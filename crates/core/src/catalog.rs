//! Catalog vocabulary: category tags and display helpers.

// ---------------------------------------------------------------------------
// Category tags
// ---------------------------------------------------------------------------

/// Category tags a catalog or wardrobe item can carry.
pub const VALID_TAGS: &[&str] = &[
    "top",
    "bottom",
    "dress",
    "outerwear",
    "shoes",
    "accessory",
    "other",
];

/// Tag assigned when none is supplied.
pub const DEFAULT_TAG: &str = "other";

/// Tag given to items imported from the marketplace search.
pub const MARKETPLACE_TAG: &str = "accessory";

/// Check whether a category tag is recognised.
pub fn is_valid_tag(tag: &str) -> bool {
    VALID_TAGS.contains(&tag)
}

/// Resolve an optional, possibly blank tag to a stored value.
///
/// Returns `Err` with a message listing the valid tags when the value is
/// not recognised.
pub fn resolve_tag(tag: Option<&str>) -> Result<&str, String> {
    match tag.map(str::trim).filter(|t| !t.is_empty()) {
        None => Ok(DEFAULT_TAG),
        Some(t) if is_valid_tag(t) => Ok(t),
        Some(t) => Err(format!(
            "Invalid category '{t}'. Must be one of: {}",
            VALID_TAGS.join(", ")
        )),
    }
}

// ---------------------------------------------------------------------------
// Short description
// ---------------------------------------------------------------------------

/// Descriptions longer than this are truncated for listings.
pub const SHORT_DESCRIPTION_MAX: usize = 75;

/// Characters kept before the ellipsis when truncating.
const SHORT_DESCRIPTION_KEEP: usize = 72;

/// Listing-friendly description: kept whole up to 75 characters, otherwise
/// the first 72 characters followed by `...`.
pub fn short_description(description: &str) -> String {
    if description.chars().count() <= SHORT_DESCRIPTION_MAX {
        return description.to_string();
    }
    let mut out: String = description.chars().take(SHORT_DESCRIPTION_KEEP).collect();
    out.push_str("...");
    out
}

◆ **Instructions to follow**: Copy out the lines beginning at the one that contains "ellipsis when truncating.". Stop at the final line of the data, and include it.

◆ **The answer**:
/// Characters kept before the ellipsis when truncating.
const SHORT_DESCRIPTION_KEEP: usize = 72;

/// Listing-friendly description: kept whole up to 75 characters, otherwise
/// the first 72 characters followed by `...`.
pub fn short_description(description: &str) -> String {
    if description.chars().count() <= SHORT_DESCRIPTION_MAX {
        return description.to_string();
    }
    let mut out: String = description.chars().take(SHORT_DESCRIPTION_KEEP).collect();
    out.push_str("...");
    out
}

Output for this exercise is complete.